Records contained in a dataset
- - - - -

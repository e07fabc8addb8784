use once_cell::sync::Lazy;
use regex::Regex;
use serde::{Deserialize, Serialize};
use strum_macros::{Display, EnumString};

/// Pattern every suggested (and hook-validated) commit subject must match
pub const CONVENTIONAL_PATTERN: &str = r"^(feat|fix|docs|style|refactor|test|chore)(\(.+\))?: .{1,50}";

static CONVENTIONAL_RE: Lazy<Regex> =
    Lazy::new(|| Regex::new(CONVENTIONAL_PATTERN).expect("Should compile: CONVENTIONAL_RE"));

/// Conventional commit type vocabulary
#[derive(
    Debug, Clone, Copy, PartialEq, Eq, Hash, Display, EnumString, Serialize, Deserialize,
)]
#[strum(serialize_all = "lowercase")]
#[serde(rename_all = "lowercase")]
pub enum CommitType {
    Feat,
    Fix,
    Docs,
    Style,
    Refactor,
    Test,
    Chore,
}

/// A ready-to-use commit message with the classification behind it
#[derive(Debug, Clone, PartialEq, Eq, Serialize, Deserialize)]
pub struct CommitSuggestion {
    pub kind: CommitType,
    /// Empty when no scope applies
    pub scope: String,
    /// Full `type(scope): description` subject line
    pub message: String,
}

impl CommitSuggestion {
    pub fn new(kind: CommitType, scope: impl Into<String>, description: &str) -> Self {
        let scope = scope.into();
        let message = format_conventional(kind, &scope, description);
        Self {
            kind,
            scope,
            message,
        }
    }
}

/// Render `type(scope): description`, or `type: description` without a scope
pub fn format_conventional(kind: CommitType, scope: &str, description: &str) -> String {
    if scope.is_empty() {
        format!("{kind}: {description}")
    } else {
        format!("{kind}({scope}): {description}")
    }
}

/// Whether `message` follows the conventional-commit subject format
pub fn is_conventional(message: &str) -> bool {
    CONVENTIONAL_RE.is_match(message)
}

#[cfg(test)]
mod tests {
    use super::*;
    use std::str::FromStr;

    #[test]
    fn test_format_with_and_without_scope() {
        assert_eq!(
            format_conventional(CommitType::Feat, "auth", "add login"),
            "feat(auth): add login"
        );
        assert_eq!(format_conventional(CommitType::Chore, "", "bump"), "chore: bump");
    }

    #[test]
    fn test_type_round_trips_through_text() {
        assert_eq!(CommitType::from_str("refactor"), Ok(CommitType::Refactor));
        assert_eq!(CommitType::Docs.to_string(), "docs");
        assert!(CommitType::from_str("feature").is_err());
    }

    #[test]
    fn test_is_conventional() {
        assert!(is_conventional("fix(parser): handle empty input"));
        assert!(is_conventional("style: format"));
        assert!(!is_conventional("Fixed the parser"));
        assert!(!is_conventional("feat(): "));
        assert!(!is_conventional("feat:missing space"));
    }
}
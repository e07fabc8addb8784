//! Best-effort signal extraction from unified diffs

mod diff;
pub mod matchers;

pub use diff::{DiffInfo, Topic, analyze};
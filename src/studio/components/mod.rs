//! Shared UI components for the studio
//!
//! - `diff_view`: colored single-file diff with scrolling
//! - `text_input`: single-line editor for messages and names

pub mod diff_view;
pub mod text_input;

pub use diff_view::{DiffLine, DiffLineType, DiffViewState, parse_diff, render_diff_view};
pub use text_input::{InputOutcome, TextInput, render_text_input};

- - - - -

*Description of the task:* The full set of data above must come back exactly as written.

*Response to the task:*
repository e07fabc8addb8784
use once_cell::sync::Lazy;
use regex::Regex;
use serde::{Deserialize, Serialize};
use strum_macros::{Display, EnumString};

/// Pattern every suggested (and hook-validated) commit subject must match
pub const CONVENTIONAL_PATTERN: &str = r"^(feat|fix|docs|style|refactor|test|chore)(\(.+\))?: .{1,50}";

static CONVENTIONAL_RE: Lazy<Regex> =
    Lazy::new(|| Regex::new(CONVENTIONAL_PATTERN).expect("Should compile: CONVENTIONAL_RE"));

/// Conventional commit type vocabulary
#[derive(
    Debug, Clone, Copy, PartialEq, Eq, Hash, Display, EnumString, Serialize, Deserialize,
)]
#[strum(serialize_all = "lowercase")]
#[serde(rename_all = "lowercase")]
pub enum CommitType {
    Feat,
    Fix,
    Docs,
    Style,
    Refactor,
    Test,
    Chore,
}

/// A ready-to-use commit message with the classification behind it
#[derive(Debug, Clone, PartialEq, Eq, Serialize, Deserialize)]
pub struct CommitSuggestion {
    pub kind: CommitType,
    /// Empty when no scope applies
    pub scope: String,
    /// Full `type(scope): description` subject line
    pub message: String,
}

impl CommitSuggestion {
    pub fn new(kind: CommitType, scope: impl Into<String>, description: &str) -> Self {
        let scope = scope.into();
        let message = format_conventional(kind, &scope, description);
        Self {
            kind,
            scope,
            message,
        }
    }
}

/// Render `type(scope): description`, or `type: description` without a scope
pub fn format_conventional(kind: CommitType, scope: &str, description: &str) -> String {
    if scope.is_empty() {
        format!("{kind}: {description}")
    } else {
        format!("{kind}({scope}): {description}")
    }
}

/// Whether `message` follows the conventional-commit subject format
pub fn is_conventional(message: &str) -> bool {
    CONVENTIONAL_RE.is_match(message)
}

#[cfg(test)]
mod tests {
    use super::*;
    use std::str::FromStr;

    #[test]
    fn test_format_with_and_without_scope() {
        assert_eq!(
            format_conventional(CommitType::Feat, "auth", "add login"),
            "feat(auth): add login"
        );
        assert_eq!(format_conventional(CommitType::Chore, "", "bump"), "chore: bump");
    }

    #[test]
    fn test_type_round_trips_through_text() {
        assert_eq!(CommitType::from_str("refactor"), Ok(CommitType::Refactor));
        assert_eq!(CommitType::Docs.to_string(), "docs");
        assert!(CommitType::from_str("feature").is_err());
    }

    #[test]
    fn test_is_conventional() {
        assert!(is_conventional("fix(parser): handle empty input"));
        assert!(is_conventional("style: format"));
        assert!(!is_conventional("Fixed the parser"));
        assert!(!is_conventional("feat(): "));
        assert!(!is_conventional("feat:missing space"));
    }
}
repository e07fabc8addb8784
//! Best-effort signal extraction from unified diffs

mod diff;
pub mod matchers;

pub use diff::{DiffInfo, Topic, analyze};
filename src/studio/components/mod.rs
//! Shared UI components for the studio
//!
//! - `diff_view`: colored single-file diff with scrolling
//! - `text_input`: single-line editor for messages and names

pub mod diff_view;
pub mod text_input;

pub use diff_view::{DiffLine, DiffLineType, DiffViewState, parse_diff, render_diff_view};
pub use text_input::{InputOutcome, TextInput, render_text_input};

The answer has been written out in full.